TRIS Rating has assigned a rating of “A-” to the proposed issue of up to Bt2,000 million in senior debentures of Quality Houses PLC (QH). At the same time, TRIS Rating has affirmed the company and current senior debenture ratings of QH at “A-”. The outlook remains “stable”. The company will use the proceeds from the new debentures for general business expansion. QH’s ratings reflect the company’s established track record in the property development industry, strong position in the middle- to high-income housing market, and financial flexibility from investments in marketable securities.
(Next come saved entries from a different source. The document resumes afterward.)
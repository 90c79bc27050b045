//! Posts, flags, the moderation log and notifications.

use crate::commerce::Pagination;
use crate::types::{FlagId, ModerationActionId, NotificationId, PostId, UserId};
use chrono::{DateTime, Utc};
use serde::{Deserialize, Serialize};

/// A forum post, as far as moderation is concerned.
#[derive(Clone, Debug, PartialEq, Eq, Serialize, Deserialize)]
#[serde(rename_all = "camelCase")]
pub struct Post {
    /// Post id
    pub id: PostId,
    /// Author
    pub author_id: UserId,
    /// Title
    pub title: String,
    /// Body
    pub body: String,
    /// Hidden from non-staff readers
    pub is_hidden: bool,
    /// Pinned to the top of its listing
    pub is_pinned: bool,
    /// Replies disabled
    pub is_locked: bool,
    /// Soft-deleted
    pub is_deleted: bool,
    /// Open (pending or reviewed) flags, recomputed from live rows
    pub flag_count: u32,
    /// `flag_count > 0`
    pub is_flagged: bool,
    /// Creation time
    pub created_at: DateTime<Utc>,
    /// Last update time
    pub updated_at: DateTime<Utc>,
}

impl Post {
    /// Stores a freshly counted number of open flags.
    pub fn set_open_flags(&mut self, count: u32) {
        self.flag_count = count;
        self.is_flagged = count > 0;
    }
}

/// Why a post was flagged.
#[derive(Clone, Copy, Debug, PartialEq, Eq, Hash, Serialize, Deserialize)]
#[serde(rename_all = "snake_case")]
pub enum FlagReason {
    /// Unsolicited promotion
    Spam,
    /// Targeted abuse
    Harassment,
    /// Attacks on protected groups
    HateSpeech,
    /// False or misleading claims
    Misinformation,
    /// Inappropriate content
    Inappropriate,
    /// Not relevant to the forum
    OffTopic,
    /// Anything else (details expected)
    Other,
}

text_enum!(FlagReason {
    Spam => "spam",
    Harassment => "harassment",
    HateSpeech => "hate_speech",
    Misinformation => "misinformation",
    Inappropriate => "inappropriate",
    OffTopic => "off_topic",
    Other => "other",
});

impl FlagReason {
    /// Severity assigned to new flags with this reason.
    #[must_use]
    pub const fn severity(&self) -> FlagSeverity {
        match self {
            Self::Harassment | Self::HateSpeech => FlagSeverity::High,
            Self::Misinformation | Self::Inappropriate => FlagSeverity::Medium,
            Self::Spam | Self::OffTopic | Self::Other => FlagSeverity::Low,
        }
    }
}

/// Flag severity.
#[derive(Clone, Copy, Debug, PartialEq, Eq, Hash, PartialOrd, Ord, Serialize, Deserialize)]
#[serde(rename_all = "snake_case")]
pub enum FlagSeverity {
    /// Review when convenient
    Low,
    /// Review soon
    Medium,
    /// Review immediately; moderators are emailed
    High,
}

text_enum!(FlagSeverity {
    Low => "low",
    Medium => "medium",
    High => "high",
});

/// Flag review status.
#[derive(Clone, Copy, Debug, PartialEq, Eq, Hash, Serialize, Deserialize)]
#[serde(rename_all = "SCREAMING_SNAKE_CASE")]
pub enum FlagStatus {
    /// Not looked at yet
    Pending,
    /// Looked at, still open
    Reviewed,
    /// Closed, action taken
    Resolved,
    /// Closed, no action needed
    Dismissed,
    /// Handed to admins
    Escalated,
}

text_enum!(FlagStatus {
    Pending => "PENDING",
    Reviewed => "REVIEWED",
    Resolved => "RESOLVED",
    Dismissed => "DISMISSED",
    Escalated => "ESCALATED",
});

impl FlagStatus {
    /// Open flags count towards a post's `flag_count` and can be reviewed.
    /// RESOLVED and DISMISSED close a flag; ESCALATED hands it to admins and
    /// takes it out of the moderator queue.
    #[must_use]
    pub const fn is_open(&self) -> bool {
        matches!(self, Self::Pending | Self::Reviewed)
    }
}

/// A user's report against a post.
#[derive(Clone, Debug, PartialEq, Eq, Serialize, Deserialize)]
#[serde(rename_all = "camelCase")]
pub struct Flag {
    /// Flag id
    pub id: FlagId,
    /// Reporting user
    pub reporter_id: UserId,
    /// Flagged post
    pub post_id: PostId,
    /// Reason
    pub reason: FlagReason,
    /// Free-text details
    pub details: Option<String>,
    /// Review status
    pub status: FlagStatus,
    /// Severity
    pub severity: FlagSeverity,
    /// Reviewing moderator
    pub reviewed_by: Option<UserId>,
    /// Review time
    pub reviewed_at: Option<DateTime<Utc>>,
    /// Reviewer notes
    pub review_notes: Option<String>,
    /// Creation time
    pub created_at: DateTime<Utc>,
    /// Last update time
    pub updated_at: DateTime<Utc>,
}

/// Moderation action applied to a post.
#[derive(Clone, Copy, Debug, PartialEq, Eq, Hash, Serialize, Deserialize)]
#[serde(rename_all = "snake_case")]
pub enum PostAction {
    /// Hide from readers
    Hide,
    /// Undo hide
    Unhide,
    /// Pin
    Pin,
    /// Undo pin
    Unpin,
    /// Disable replies
    Lock,
    /// Undo lock
    Unlock,
    /// Soft-delete
    Delete,
}

text_enum!(PostAction {
    Hide => "hide",
    Unhide => "unhide",
    Pin => "pin",
    Unpin => "unpin",
    Lock => "lock",
    Unlock => "unlock",
    Delete => "delete",
});

impl PostAction {
    /// Mutates the post field this action controls.
    pub fn apply(self, post: &mut Post) {
        match self {
            Self::Hide => post.is_hidden = true,
            Self::Unhide => post.is_hidden = false,
            Self::Pin => post.is_pinned = true,
            Self::Unpin => post.is_pinned = false,
            Self::Lock => post.is_locked = true,
            Self::Unlock => post.is_locked = false,
            Self::Delete => post.is_deleted = true,
        }
    }
}

/// Immutable moderation log entry.
#[derive(Clone, Debug, PartialEq, Eq, Serialize, Deserialize)]
#[serde(rename_all = "camelCase")]
pub struct ModerationAction {
    /// Entry id
    pub id: ModerationActionId,
    /// Acting moderator
    pub moderator_id: UserId,
    /// Affected post
    pub post_id: PostId,
    /// Reviewed flag
    pub flag_id: Option<FlagId>,
    /// Flag status set by the review
    pub flag_status: FlagStatus,
    /// Post action applied, if any
    pub action: Option<PostAction>,
    /// Moderator notes
    pub notes: Option<String>,
    /// When the action was taken
    pub created_at: DateTime<Utc>,
}

/// A flag review, applied atomically by the store.
#[derive(Clone, Debug, PartialEq, Eq)]
pub struct FlagReview {
    /// Flag being reviewed
    pub flag_id: FlagId,
    /// Post the flag targets
    pub post_id: PostId,
    /// New flag status
    pub status: FlagStatus,
    /// Reviewer
    pub reviewer_id: UserId,
    /// Reviewer notes
    pub notes: Option<String>,
    /// Review time
    pub reviewed_at: DateTime<Utc>,
    /// Optional post action
    pub action: Option<PostAction>,
    /// Log entry to append
    pub log_entry: ModerationAction,
}

/// Notification kind.
#[derive(Clone, Copy, Debug, PartialEq, Eq, Hash, Serialize, Deserialize)]
#[serde(rename_all = "snake_case")]
pub enum NotificationKind {
    /// A post was flagged
    FlagRaised,
}

text_enum!(NotificationKind {
    FlagRaised => "flag_raised",
});

/// Queued in-app notification.
#[derive(Clone, Debug, PartialEq, Eq, Serialize, Deserialize)]
#[serde(rename_all = "camelCase")]
pub struct Notification {
    /// Notification id
    pub id: NotificationId,
    /// Recipient
    pub user_id: UserId,
    /// Kind
    pub kind: NotificationKind,
    /// Title
    pub title: String,
    /// Message body
    pub message: String,
    /// Related post
    pub post_id: Option<PostId>,
    /// Related flag
    pub flag_id: Option<FlagId>,
    /// Read marker
    pub is_read: bool,
    /// Creation time
    pub created_at: DateTime<Utc>,
}

/// Filter for the moderator flag listing.
#[derive(Clone, Copy, Debug, Default, PartialEq, Eq)]
pub struct FlagQuery {
    /// Only flags with this status
    pub status: Option<FlagStatus>,
    /// Page
    pub pagination: Pagination,
}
The strengths are partially offset by the cyclical nature of the property development industry, pressures from construction costs and labor shortage, and a high financial leverage in the medium term. The “stable” outlook reflects an expectation that the company’s business profile will remain strong in the medium term. The company’s debt to capitalization ratio is not expected to stay above 60%, or interest-bearing debt to equity above 1.5 times, for extended periods.
QH was founded in 1983 and is one of the leading property developers in Thailand. As of October 2013, QH’s major shareholders were Land and Houses PLC (LH, 25%) and the Government of Singapore Investment Corporation Pte. Ltd. (11%). QH’s business profile is strong. The company’s revenue in 2012 stood at Bt13.1 billion, ranked sixth among the property developers listed on the Stock Exchange of Thailand (SET-listed). QH has a strong market position, particularly in single-detached house (SDH) segment pricing over Bt5 million per unit. Over the past few years, the company has also delivered an acceptable performance in the lower-priced segments, between Bt1-Bt3 million per unit. The company’s housing brands are highly recognized and well accepted by buyers.
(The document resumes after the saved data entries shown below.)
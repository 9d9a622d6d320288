//! Full inbox list
//!
//! Shows every message with its kind, time and sender. Long bodies are
//! previewed and can be expanded one item at a time. Read-state changes are
//! only reflected after the store confirmed the write; a failed write shows a
//! notice and re-reconciles instead of guessing.

use crate::inbox::{Message, MessageId};
use crate::sync::{BusEvent, MarkReadOutcome, MutationError, ReadStateMutator};
use ratatui::{
    layout::{Constraint, Direction, Layout, Rect},
    style::{Color, Modifier, Style},
    text::{Line, Span},
    widgets::{Block, Borders, List, ListItem, ListState, Paragraph},
    Frame,
};
use std::borrow::Cow;
use std::collections::HashSet;

/// Default preview length, in characters
pub const DEFAULT_PREVIEW_CHARS: usize = 80;

/// Inbox list state
#[derive(Debug)]
pub struct InboxPresenter {
    messages: Vec<Message>,
    unread: usize,
    list_state: ListState,
    expanded: HashSet<MessageId>,
    preview_chars: usize,
    notice: Option<String>,
}

impl Default for InboxPresenter {
    fn default() -> Self {
        Self::new()
    }
}

impl InboxPresenter {
    pub fn new() -> Self {
        Self {
            messages: Vec::new(),
            unread: 0,
            list_state: ListState::default(),
            expanded: HashSet::new(),
            preview_chars: DEFAULT_PREVIEW_CHARS,
            notice: None,
        }
    }

    pub fn with_preview_chars(mut self, chars: usize) -> Self {
        self.preview_chars = chars.max(1);
        self
    }

    /// Apply a bus event
    ///
    /// A count-only event updates the count and keeps the last full list.
    pub fn apply(&mut self, event: &BusEvent) {
        self.unread = event.unread_count;
        if let Some(messages) = &event.messages {
            self.messages = messages.clone();
            self.expanded
                .retain(|id| self.messages.iter().any(|m| &m.id == id));
            self.clamp_selection();
        }
    }

    fn clamp_selection(&mut self) {
        if self.messages.is_empty() {
            self.list_state.select(None);
        } else {
            let current = self.list_state.selected().unwrap_or(0);
            self.list_state
                .select(Some(current.min(self.messages.len() - 1)));
        }
    }

    pub fn messages(&self) -> &[Message] {
        &self.messages
    }

    pub fn unread_count(&self) -> usize {
        self.unread
    }

    pub fn notice(&self) -> Option<&str> {
        self.notice.as_deref()
    }

    pub fn dismiss_notice(&mut self) {
        self.notice = None;
    }

    pub fn selected(&self) -> Option<&Message> {
        self.list_state
            .selected()
            .and_then(|i| self.messages.get(i))
    }

    /// Move selection down (wraps)
    pub fn next(&mut self) {
        if self.messages.is_empty() {
            return;
        }
        let current = self.list_state.selected().unwrap_or(0);
        let next = if current + 1 >= self.messages.len() {
            0
        } else {
            current + 1
        };
        self.list_state.select(Some(next));
    }

    /// Move selection up (wraps)
    pub fn previous(&mut self) {
        if self.messages.is_empty() {
            return;
        }
        let current = self.list_state.selected().unwrap_or(0);
        let prev = if current == 0 {
            self.messages.len() - 1
        } else {
            current - 1
        };
        self.list_state.select(Some(prev));
    }

    /// Expand or collapse the selected message
    pub fn toggle_expanded(&mut self) {
        let Some(id) = self.selected().map(|m| m.id.clone()) else {
            return;
        };
        if !self.expanded.remove(&id) {
            self.expanded.insert(id);
        }
    }

    pub fn is_expanded(&self, id: &MessageId) -> bool {
        self.expanded.contains(id)
    }

    /// Body as shown in the list: full when expanded, else a preview
    pub fn body<'a>(&self, message: &'a Message) -> Cow<'a, str> {
        if self.is_expanded(&message.id) {
            Cow::Borrowed(&message.text)
        } else {
            preview(&message.text, self.preview_chars)
        }
    }

    /// Mark the selected message read
    pub async fn mark_selected_read(
        &mut self,
        mutator: &ReadStateMutator,
    ) -> Result<MarkReadOutcome, MutationError> {
        let Some(id) = self.selected().map(|m| m.id.clone()) else {
            return Ok(MarkReadOutcome::Unchanged);
        };
        let result = mutator.mark_one_read(&id).await;
        self.settle(mutator, result, |m| m.id == id).await
    }

    /// Mark every message read
    pub async fn mark_all_read(
        &mut self,
        mutator: &ReadStateMutator,
    ) -> Result<MarkReadOutcome, MutationError> {
        let result = mutator.mark_all_read().await;
        self.settle(mutator, result, |_| true).await
    }

    async fn settle<F>(
        &mut self,
        mutator: &ReadStateMutator,
        result: Result<MarkReadOutcome, MutationError>,
        affected: F,
    ) -> Result<MarkReadOutcome, MutationError>
    where
        F: Fn(&Message) -> bool,
    {
        match &result {
            Ok(_) => {
                self.notice = None;
                let mut flipped = 0;
                for message in self.messages.iter_mut().filter(|m| m.unread && affected(m)) {
                    message.unread = false;
                    flipped += 1;
                }
                self.unread = self.unread.saturating_sub(flipped);
            }
            Err(e) => {
                tracing::warn!(error = %e, "Mark read failed; reconciling");
                self.notice = Some("Could not update read state. Please try again.".to_string());
                mutator.reconciler().reconcile(false).await;
            }
        }
        result
    }
}

/// Truncate `text` to at most `max_chars` characters, on a char boundary
pub fn preview(text: &str, max_chars: usize) -> Cow<'_, str> {
    match text.char_indices().nth(max_chars) {
        Some((cut, _)) => Cow::Owned(format!("{}...", &text[..cut])),
        None => Cow::Borrowed(text),
    }
}

/// Draw the inbox list
pub fn draw(f: &mut Frame, inbox: &mut InboxPresenter, area: Rect) {
    let chunks = Layout::default()
        .direction(Direction::Vertical)
        .constraints([
            Constraint::Min(0),    // Messages
            Constraint::Length(3), // Notice / help
        ])
        .split(area);

    let items: Vec<ListItem> = inbox
        .messages
        .iter()
        .map(|msg| create_message_list_item(inbox, msg))
        .collect();

    let list = List::new(items)
        .block(
            Block::default()
                .title(format!(
                    "Messages ({}, {} unread)",
                    inbox.messages.len(),
                    inbox.unread
                ))
                .borders(Borders::ALL)
                .border_style(Style::default().fg(Color::Yellow)),
        )
        .highlight_style(
            Style::default()
                .bg(Color::DarkGray)
                .add_modifier(Modifier::BOLD),
        );
    f.render_stateful_widget(list, chunks[0], &mut inbox.list_state);

    let footer = match &inbox.notice {
        Some(notice) => Line::from(Span::styled(
            notice.clone(),
            Style::default().fg(Color::Red).add_modifier(Modifier::BOLD),
        )),
        None => Line::from(vec![
            Span::raw("j/k (navigate)  "),
            Span::styled("Enter: ", Style::default().add_modifier(Modifier::BOLD)),
            Span::raw("Expand  "),
            Span::styled("r/R: ", Style::default().add_modifier(Modifier::BOLD)),
            Span::raw("Read/All  "),
            Span::styled("o: ", Style::default().add_modifier(Modifier::BOLD)),
            Span::raw("Acknowledge  "),
            Span::styled("q: ", Style::default().add_modifier(Modifier::BOLD)),
            Span::raw("Quit"),
        ]),
    };
    let footer = Paragraph::new(footer).block(Block::default().borders(Borders::ALL));
    f.render_widget(footer, chunks[1]);
}

fn create_message_list_item(inbox: &InboxPresenter, msg: &Message) -> ListItem<'static> {
    let kind_color = match msg.kind {
        crate::inbox::MessageKind::Admin => Color::Green,
        crate::inbox::MessageKind::Rejection => Color::Red,
        crate::inbox::MessageKind::System => Color::Blue,
    };

    let mut header = vec![
        Span::styled(
            if msg.unread { "* " } else { "  " },
            Style::default().fg(Color::Yellow),
        ),
        Span::styled(
            format!("[{}] ", msg.kind.label()),
            Style::default().fg(kind_color),
        ),
        Span::styled(
            format!("{} ", msg.created_at.format("%Y-%m-%d %H:%M")),
            Style::default().fg(Color::DarkGray),
        ),
    ];
    if let Some(sender) = &msg.sender {
        header.push(Span::styled(
            format!("{}: ", sender),
            Style::default().fg(Color::Cyan),
        ));
    }

    let style = if msg.unread {
        Style::default().add_modifier(Modifier::BOLD)
    } else {
        Style::default()
    };

    if inbox.is_expanded(&msg.id) {
        let mut lines = vec![Line::from(header)];
        lines.extend(
            msg.text
                .lines()
                .map(|l| Line::from(Span::styled(format!("    {}", l), style))),
        );
        ListItem::new(lines)
    } else {
        header.push(Span::styled(inbox.body(msg).into_owned(), style));
        ListItem::new(Line::from(header))
    }
}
QH’s financial profile during 2012 to the first half of 2013 improved satisfactorily, driven by growth in the segment with unit price of Bt1-Bt3 million and higher condominium transfers. Presales in the first half of 2013 stood at Bt12.1 billion, up 45% from the same period a year ago. During the same period, revenue stood at Bt9.4 billion, up 87%. Operating margin (operating income before depreciation and amortization as a percentage of revenue) in the first half of 2013 was 16.5%, compared with 12.5% in 2012 and 7.8% in 2011. The debt to capitalization ratio at the end of June 2013 was 56.6%, improving consecutively from 63.0% in 2011 after the Bangkok’s flooding. Lower leverage is partly due to the net cash receive of Bt2 billion in 2012 from the set up of a property fund.
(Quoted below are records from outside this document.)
//! Account message types
//!
//! Defines the messages held in an account inbox and the snapshot the store
//! hands back on every fetch.

use chrono::{DateTime, Utc};
use serde::{Deserialize, Serialize};
use std::fmt;

/// Unique message identifier (unique per account)
#[derive(Debug, Clone, PartialEq, Eq, Hash, Serialize, Deserialize)]
#[serde(transparent)]
pub struct MessageId(String);

impl MessageId {
    /// Create a new message ID
    pub fn new() -> Self {
        Self(format!(
            "msg-{}-{}",
            Utc::now().format("%Y%m%d%H%M%S"),
            unique_suffix()
        ))
    }

    /// Create from an existing string
    pub fn from_string(s: impl Into<String>) -> Self {
        Self(s.into())
    }

    /// Get the underlying string
    pub fn as_str(&self) -> &str {
        &self.0
    }
}

impl Default for MessageId {
    fn default() -> Self {
        Self::new()
    }
}

impl fmt::Display for MessageId {
    fn fmt(&self, f: &mut fmt::Formatter<'_>) -> fmt::Result {
        f.write_str(&self.0)
    }
}

/// Nanosecond clock plus a process-wide counter, good enough to keep ids
/// distinct within one account
fn unique_suffix() -> String {
    use std::sync::atomic::{AtomicU64, Ordering};
    use std::time::{SystemTime, UNIX_EPOCH};
    static COUNTER: AtomicU64 = AtomicU64::new(0);

    let nanos = SystemTime::now()
        .duration_since(UNIX_EPOCH)
        .unwrap_or_default()
        .as_nanos();
    let counter = COUNTER.fetch_add(1, Ordering::Relaxed);
    format!("{:x}{:04x}", nanos, counter)
}

/// Account identifier
#[derive(Debug, Clone, PartialEq, Eq, Hash, Serialize, Deserialize)]
#[serde(transparent)]
pub struct AccountId(String);

impl AccountId {
    pub fn new(id: impl Into<String>) -> Self {
        Self(id.into())
    }

    pub fn as_str(&self) -> &str {
        &self.0
    }
}

impl fmt::Display for AccountId {
    fn fmt(&self, f: &mut fmt::Formatter<'_>) -> fmt::Result {
        f.write_str(&self.0)
    }
}

/// Message categories
#[derive(Debug, Clone, Copy, PartialEq, Eq, Default, Serialize, Deserialize)]
#[serde(rename_all = "lowercase")]
pub enum MessageKind {
    /// Written by an administrator
    #[default]
    Admin,
    /// A booking or submission was rejected
    Rejection,
    /// Generated by the platform
    System,
}

impl MessageKind {
    pub fn label(&self) -> &'static str {
        match self {
            MessageKind::Admin => "admin",
            MessageKind::Rejection => "rejection",
            MessageKind::System => "system",
        }
    }
}

impl std::str::FromStr for MessageKind {
    type Err = String;

    fn from_str(s: &str) -> Result<Self, Self::Err> {
        match s.to_ascii_lowercase().as_str() {
            "admin" => Ok(MessageKind::Admin),
            "rejection" => Ok(MessageKind::Rejection),
            "system" => Ok(MessageKind::System),
            other => Err(format!(
                "unknown message kind '{}' (expected admin, rejection or system)",
                other
            )),
        }
    }
}

/// A single inbox entry
#[derive(Debug, Clone, PartialEq, Eq, Serialize, Deserialize)]
#[serde(rename_all = "camelCase")]
pub struct Message {
    /// Unique message ID
    pub id: MessageId,

    /// Message category
    pub kind: MessageKind,

    /// Message body
    pub text: String,

    /// Optional display name of the sender
    #[serde(default, skip_serializing_if = "Option::is_none")]
    pub sender: Option<String>,

    /// Whether the account owner has not read this message yet
    #[serde(rename = "unreadFlag")]
    pub unread: bool,

    /// Creation time
    pub created_at: DateTime<Utc>,
}

impl Message {
    /// Create a new unread message stamped with the current time
    pub fn new(kind: MessageKind, text: impl Into<String>) -> Self {
        Self {
            id: MessageId::new(),
            kind,
            text: text.into(),
            sender: None,
            unread: true,
            created_at: Utc::now(),
        }
    }

    /// Set the sender
    pub fn with_sender(mut self, sender: impl Into<String>) -> Self {
        self.sender = Some(sender.into());
        self
    }

    /// Override the ID
    pub fn with_id(mut self, id: impl Into<String>) -> Self {
        self.id = MessageId::from_string(id);
        self
    }

    /// Override the creation time
    pub fn with_created_at(mut self, created_at: DateTime<Utc>) -> Self {
        self.created_at = created_at;
        self
    }

    /// Mark as already read
    pub fn read(mut self) -> Self {
        self.unread = false;
        self
    }
}

/// Full current message list for one account
///
/// The unread count is always derived from the list; the store never holds it
/// separately.
#[derive(Debug, Clone, Default, PartialEq, Eq, Serialize, Deserialize)]
pub struct AccountSnapshot {
    /// Messages in insertion order (newest admin insert at the head)
    pub messages: Vec<Message>,
}

impl AccountSnapshot {
    pub fn new(messages: Vec<Message>) -> Self {
        Self { messages }
    }

    /// Number of messages still flagged unread
    pub fn unread_count(&self) -> usize {
        self.messages.iter().filter(|m| m.unread).count()
    }

    /// Total number of messages
    pub fn len(&self) -> usize {
        self.messages.len()
    }

    pub fn is_empty(&self) -> bool {
        self.messages.is_empty()
    }

    /// Newest creation time across all messages
    pub fn max_timestamp(&self) -> Option<DateTime<Utc>> {
        max_timestamp(&self.messages)
    }

    /// Look up a message by ID
    pub fn get(&self, id: &MessageId) -> Option<&Message> {
        self.messages.iter().find(|m| &m.id == id)
    }
}

/// Newest `created_at` in a message list
pub fn max_timestamp(messages: &[Message]) -> Option<DateTime<Utc>> {
    messages.iter().map(|m| m.created_at).max()
}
For the next three years, TRIS Rating expects QH to generate base-case revenues in a range of Bt16-Bt19 billion per annum. Revenues from low-rise projects should be around Bt10 billion per annum, while the rest will be from condominium projects. At the end of June 2013, QH’s condominium backlog was Bt9.6 billion. About Bt3 billion of the backlog is expected to be transferred in the second half of 2013, while the rest will be transferred during 2014-2015 at Bt3-Bt3.5 billion per annum. For the next three years, QH’s operating margin is expected to remain quite stable. The debt to capitalization ratio is expected to stay around 55%, taking into account the company’s plan to launch projects worth approximately Bt20 billion per annum.
QH’s liquidity profile remains acceptable. At the end of June 2013, QH’s long-term debts, mostly debentures, maturing within the next 12 months were Bt4.1 billion. Most of the debts are expected to be refinanced with new debentures. QH’s liquidity sources include Bt5.1 billion in undrawn long-term facilities at the end of June 2013 and expected funds from operations (FFO) of Bt1.5-Bt1.9 billion per annum. The company’s liquidity was enhanced by a portfolio of marketable securities with a fair value of Bt25.3 billion at the end of June 2013.